RECORDS TO USE:
■ ■ ■ ■

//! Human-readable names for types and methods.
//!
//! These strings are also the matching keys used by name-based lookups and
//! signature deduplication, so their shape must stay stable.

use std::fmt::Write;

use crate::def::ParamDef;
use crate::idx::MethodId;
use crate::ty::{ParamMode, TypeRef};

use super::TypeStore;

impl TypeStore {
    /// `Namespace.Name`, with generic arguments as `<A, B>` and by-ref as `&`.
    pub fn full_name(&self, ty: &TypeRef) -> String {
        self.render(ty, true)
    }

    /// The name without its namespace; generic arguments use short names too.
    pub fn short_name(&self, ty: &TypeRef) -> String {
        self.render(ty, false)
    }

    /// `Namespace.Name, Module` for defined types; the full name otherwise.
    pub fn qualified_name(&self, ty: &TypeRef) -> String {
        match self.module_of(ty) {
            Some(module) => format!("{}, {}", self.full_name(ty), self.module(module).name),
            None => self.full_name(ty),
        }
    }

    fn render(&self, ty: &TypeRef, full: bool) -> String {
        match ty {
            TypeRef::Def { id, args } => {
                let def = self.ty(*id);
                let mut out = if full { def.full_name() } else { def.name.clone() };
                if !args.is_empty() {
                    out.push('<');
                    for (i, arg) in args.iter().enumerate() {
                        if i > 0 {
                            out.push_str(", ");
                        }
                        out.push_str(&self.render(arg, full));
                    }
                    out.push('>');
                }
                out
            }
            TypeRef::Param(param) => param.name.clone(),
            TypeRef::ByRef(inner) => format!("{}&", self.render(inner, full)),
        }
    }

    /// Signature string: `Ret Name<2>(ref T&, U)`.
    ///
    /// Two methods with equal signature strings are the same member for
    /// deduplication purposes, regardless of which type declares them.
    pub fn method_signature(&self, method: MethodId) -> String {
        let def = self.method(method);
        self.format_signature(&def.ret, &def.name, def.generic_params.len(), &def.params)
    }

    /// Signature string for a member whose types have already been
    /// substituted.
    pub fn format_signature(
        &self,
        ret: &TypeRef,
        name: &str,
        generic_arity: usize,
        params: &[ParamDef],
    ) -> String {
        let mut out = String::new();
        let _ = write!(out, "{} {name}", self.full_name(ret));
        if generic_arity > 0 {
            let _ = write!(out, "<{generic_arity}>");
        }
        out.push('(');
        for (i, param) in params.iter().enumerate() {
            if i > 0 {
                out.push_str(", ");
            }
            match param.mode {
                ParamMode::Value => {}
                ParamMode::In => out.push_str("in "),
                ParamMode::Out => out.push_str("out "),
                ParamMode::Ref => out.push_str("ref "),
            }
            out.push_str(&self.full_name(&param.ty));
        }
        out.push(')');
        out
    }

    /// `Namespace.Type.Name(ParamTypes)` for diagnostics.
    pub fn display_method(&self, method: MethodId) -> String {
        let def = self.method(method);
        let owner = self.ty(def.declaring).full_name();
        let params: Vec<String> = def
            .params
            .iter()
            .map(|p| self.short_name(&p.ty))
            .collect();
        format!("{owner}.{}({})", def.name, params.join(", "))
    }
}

■ ■ ■ ■

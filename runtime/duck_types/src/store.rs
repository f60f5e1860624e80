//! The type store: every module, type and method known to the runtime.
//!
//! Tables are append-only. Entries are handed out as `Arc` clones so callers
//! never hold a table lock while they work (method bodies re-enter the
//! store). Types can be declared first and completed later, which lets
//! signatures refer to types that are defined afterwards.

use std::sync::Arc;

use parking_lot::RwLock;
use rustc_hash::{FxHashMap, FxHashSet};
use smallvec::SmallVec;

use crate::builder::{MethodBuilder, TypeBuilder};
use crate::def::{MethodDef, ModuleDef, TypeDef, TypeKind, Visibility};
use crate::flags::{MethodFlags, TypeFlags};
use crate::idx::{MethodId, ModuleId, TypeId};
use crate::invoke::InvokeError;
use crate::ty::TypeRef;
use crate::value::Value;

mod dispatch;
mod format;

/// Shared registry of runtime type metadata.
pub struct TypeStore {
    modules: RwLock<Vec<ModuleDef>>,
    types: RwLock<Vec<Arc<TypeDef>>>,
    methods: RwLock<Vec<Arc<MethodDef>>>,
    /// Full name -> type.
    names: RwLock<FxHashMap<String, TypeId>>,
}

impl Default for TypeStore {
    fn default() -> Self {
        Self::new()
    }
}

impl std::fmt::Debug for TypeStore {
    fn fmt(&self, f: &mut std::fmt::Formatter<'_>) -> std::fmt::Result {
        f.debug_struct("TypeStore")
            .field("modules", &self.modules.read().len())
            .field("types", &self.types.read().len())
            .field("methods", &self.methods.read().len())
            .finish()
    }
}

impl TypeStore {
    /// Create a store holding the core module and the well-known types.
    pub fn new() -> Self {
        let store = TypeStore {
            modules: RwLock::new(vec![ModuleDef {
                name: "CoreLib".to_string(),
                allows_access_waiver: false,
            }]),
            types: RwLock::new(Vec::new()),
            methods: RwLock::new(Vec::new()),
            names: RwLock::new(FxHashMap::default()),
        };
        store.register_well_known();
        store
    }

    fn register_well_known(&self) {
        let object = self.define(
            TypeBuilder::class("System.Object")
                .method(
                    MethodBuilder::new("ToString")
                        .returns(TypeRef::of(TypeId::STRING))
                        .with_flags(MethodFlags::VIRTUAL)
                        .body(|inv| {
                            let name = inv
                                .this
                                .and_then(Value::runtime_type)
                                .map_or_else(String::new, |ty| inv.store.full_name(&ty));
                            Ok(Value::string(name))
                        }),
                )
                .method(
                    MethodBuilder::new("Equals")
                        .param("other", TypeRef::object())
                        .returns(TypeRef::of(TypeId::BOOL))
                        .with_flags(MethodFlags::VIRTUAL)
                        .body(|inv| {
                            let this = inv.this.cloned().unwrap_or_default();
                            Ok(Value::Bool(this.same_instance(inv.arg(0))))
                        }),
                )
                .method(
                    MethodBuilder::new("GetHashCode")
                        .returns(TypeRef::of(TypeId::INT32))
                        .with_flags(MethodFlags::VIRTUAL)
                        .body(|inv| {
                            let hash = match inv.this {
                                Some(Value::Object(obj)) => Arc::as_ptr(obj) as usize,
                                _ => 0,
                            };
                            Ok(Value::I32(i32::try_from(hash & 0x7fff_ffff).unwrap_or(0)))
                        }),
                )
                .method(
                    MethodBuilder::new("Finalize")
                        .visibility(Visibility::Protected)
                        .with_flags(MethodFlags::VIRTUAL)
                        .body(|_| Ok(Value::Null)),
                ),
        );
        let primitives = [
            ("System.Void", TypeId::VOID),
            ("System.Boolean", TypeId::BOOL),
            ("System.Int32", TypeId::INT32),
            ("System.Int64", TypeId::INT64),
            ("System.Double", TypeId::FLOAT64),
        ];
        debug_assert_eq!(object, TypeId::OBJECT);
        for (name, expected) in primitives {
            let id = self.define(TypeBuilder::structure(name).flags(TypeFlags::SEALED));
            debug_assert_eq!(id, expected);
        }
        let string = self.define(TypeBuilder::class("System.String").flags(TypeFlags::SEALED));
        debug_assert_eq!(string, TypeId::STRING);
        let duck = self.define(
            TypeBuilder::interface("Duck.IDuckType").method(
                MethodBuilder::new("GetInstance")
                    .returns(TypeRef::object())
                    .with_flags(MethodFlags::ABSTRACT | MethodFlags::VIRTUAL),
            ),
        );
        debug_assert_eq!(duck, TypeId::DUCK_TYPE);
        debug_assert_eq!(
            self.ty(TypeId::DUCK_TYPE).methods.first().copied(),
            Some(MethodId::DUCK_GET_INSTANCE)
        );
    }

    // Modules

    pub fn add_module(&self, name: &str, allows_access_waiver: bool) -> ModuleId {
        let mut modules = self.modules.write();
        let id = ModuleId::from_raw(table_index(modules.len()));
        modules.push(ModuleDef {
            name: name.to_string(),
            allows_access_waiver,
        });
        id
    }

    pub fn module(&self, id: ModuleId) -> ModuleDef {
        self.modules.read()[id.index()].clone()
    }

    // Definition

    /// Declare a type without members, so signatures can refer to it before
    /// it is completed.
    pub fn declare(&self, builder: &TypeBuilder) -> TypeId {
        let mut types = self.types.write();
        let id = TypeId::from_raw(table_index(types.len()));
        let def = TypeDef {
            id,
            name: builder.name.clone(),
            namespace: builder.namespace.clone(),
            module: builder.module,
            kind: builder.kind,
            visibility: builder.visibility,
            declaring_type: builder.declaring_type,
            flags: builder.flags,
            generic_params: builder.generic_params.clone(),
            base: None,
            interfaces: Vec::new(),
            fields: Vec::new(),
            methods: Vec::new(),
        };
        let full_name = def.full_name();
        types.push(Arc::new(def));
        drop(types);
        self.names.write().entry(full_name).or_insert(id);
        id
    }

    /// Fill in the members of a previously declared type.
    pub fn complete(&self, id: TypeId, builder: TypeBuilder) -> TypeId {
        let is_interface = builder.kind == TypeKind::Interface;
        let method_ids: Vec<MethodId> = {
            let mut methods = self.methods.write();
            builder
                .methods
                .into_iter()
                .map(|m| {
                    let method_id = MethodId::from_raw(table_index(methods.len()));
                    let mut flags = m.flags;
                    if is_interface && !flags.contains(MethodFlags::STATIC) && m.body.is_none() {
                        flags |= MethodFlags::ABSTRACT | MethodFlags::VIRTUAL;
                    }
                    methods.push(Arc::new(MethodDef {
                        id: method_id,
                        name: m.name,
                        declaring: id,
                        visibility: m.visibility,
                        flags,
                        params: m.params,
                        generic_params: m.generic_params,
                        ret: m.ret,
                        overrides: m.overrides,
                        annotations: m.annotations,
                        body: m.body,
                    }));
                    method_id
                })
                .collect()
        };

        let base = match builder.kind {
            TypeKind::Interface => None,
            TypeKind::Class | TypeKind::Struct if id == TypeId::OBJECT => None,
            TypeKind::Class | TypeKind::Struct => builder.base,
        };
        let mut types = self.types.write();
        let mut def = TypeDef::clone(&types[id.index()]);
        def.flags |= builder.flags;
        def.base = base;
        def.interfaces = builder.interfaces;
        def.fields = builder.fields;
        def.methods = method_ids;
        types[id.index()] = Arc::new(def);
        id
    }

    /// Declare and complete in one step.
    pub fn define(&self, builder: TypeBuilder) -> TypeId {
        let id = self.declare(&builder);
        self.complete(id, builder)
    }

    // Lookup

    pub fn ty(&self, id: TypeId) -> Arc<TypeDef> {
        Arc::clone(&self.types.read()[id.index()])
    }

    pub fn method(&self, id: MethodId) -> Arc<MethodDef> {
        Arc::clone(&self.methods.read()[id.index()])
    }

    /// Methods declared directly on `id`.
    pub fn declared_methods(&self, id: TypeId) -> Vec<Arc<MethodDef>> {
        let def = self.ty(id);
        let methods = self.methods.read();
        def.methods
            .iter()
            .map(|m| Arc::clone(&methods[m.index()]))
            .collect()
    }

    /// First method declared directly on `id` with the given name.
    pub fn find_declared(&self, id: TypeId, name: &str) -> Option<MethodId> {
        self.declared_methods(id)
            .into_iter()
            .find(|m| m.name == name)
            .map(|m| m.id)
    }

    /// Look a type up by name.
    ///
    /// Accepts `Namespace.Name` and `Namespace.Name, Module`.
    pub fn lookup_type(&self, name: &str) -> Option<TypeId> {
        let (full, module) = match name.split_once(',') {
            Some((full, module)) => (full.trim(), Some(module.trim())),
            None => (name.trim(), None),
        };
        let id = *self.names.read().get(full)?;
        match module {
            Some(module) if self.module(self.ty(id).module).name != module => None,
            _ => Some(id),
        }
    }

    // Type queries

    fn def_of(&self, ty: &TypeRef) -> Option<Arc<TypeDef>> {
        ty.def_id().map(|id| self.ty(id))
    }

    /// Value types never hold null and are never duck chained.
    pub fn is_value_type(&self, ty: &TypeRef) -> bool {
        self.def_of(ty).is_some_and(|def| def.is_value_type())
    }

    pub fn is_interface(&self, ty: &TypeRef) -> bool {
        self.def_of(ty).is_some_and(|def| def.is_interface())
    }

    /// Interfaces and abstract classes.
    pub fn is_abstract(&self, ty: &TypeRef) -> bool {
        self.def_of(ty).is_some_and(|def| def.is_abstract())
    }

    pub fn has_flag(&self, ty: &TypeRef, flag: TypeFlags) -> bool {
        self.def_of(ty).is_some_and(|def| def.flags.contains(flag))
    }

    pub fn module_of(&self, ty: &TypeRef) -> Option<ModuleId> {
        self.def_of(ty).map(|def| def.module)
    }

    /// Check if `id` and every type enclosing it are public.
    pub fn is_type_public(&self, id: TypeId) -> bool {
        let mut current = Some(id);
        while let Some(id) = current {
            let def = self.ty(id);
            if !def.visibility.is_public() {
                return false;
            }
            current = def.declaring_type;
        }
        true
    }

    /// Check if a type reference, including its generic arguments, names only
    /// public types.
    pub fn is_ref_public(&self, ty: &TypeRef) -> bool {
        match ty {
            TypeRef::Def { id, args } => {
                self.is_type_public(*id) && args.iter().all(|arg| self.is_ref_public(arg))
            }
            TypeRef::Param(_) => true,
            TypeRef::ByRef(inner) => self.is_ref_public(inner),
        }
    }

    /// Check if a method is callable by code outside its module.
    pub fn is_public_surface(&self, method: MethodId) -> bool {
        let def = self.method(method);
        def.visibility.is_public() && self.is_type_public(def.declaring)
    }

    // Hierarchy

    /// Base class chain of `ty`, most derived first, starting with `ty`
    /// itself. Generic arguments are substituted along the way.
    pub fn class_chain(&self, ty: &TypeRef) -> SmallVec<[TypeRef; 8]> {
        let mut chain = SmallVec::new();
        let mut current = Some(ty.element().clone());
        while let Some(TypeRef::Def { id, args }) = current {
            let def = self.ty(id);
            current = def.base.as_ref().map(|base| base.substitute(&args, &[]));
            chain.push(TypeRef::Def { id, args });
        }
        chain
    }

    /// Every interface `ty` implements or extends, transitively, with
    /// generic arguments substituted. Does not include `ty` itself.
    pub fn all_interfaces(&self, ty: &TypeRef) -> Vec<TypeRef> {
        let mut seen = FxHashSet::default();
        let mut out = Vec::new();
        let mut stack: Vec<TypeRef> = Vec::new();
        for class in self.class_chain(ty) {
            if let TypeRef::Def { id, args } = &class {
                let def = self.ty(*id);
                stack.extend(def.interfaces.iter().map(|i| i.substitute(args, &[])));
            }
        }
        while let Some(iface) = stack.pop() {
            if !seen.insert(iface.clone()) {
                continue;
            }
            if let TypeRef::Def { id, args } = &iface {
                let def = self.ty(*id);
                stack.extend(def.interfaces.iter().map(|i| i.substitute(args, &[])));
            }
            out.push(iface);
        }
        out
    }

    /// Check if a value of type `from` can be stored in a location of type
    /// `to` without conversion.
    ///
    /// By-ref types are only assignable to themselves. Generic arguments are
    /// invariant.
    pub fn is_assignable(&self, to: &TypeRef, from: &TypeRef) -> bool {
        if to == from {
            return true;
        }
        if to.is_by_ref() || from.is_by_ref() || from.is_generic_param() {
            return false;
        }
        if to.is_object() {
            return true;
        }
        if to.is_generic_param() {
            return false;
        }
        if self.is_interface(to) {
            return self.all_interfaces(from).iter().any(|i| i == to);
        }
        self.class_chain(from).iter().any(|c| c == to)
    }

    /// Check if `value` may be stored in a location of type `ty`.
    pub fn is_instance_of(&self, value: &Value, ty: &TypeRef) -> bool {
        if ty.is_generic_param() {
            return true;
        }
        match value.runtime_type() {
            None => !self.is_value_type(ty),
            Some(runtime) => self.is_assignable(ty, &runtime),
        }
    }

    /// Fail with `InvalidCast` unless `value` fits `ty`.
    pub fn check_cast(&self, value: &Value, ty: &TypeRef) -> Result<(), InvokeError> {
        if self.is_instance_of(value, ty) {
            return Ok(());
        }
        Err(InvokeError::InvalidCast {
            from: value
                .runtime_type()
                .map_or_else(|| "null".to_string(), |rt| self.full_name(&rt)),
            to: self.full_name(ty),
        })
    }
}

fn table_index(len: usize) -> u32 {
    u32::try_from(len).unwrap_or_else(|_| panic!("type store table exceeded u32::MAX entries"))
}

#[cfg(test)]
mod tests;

■ ■ ■ ■

Using only the entries above, output the line with "types and methods.", the line with "use crate::def::ParamDef;", and all lines between them, exactly as they stand.

//! Human-readable names for types and methods.
//!
//! These strings are also the matching keys used by name-based lookups and
//! signature deduplication, so their shape must stay stable.

use std::fmt::Write;

use crate::def::ParamDef;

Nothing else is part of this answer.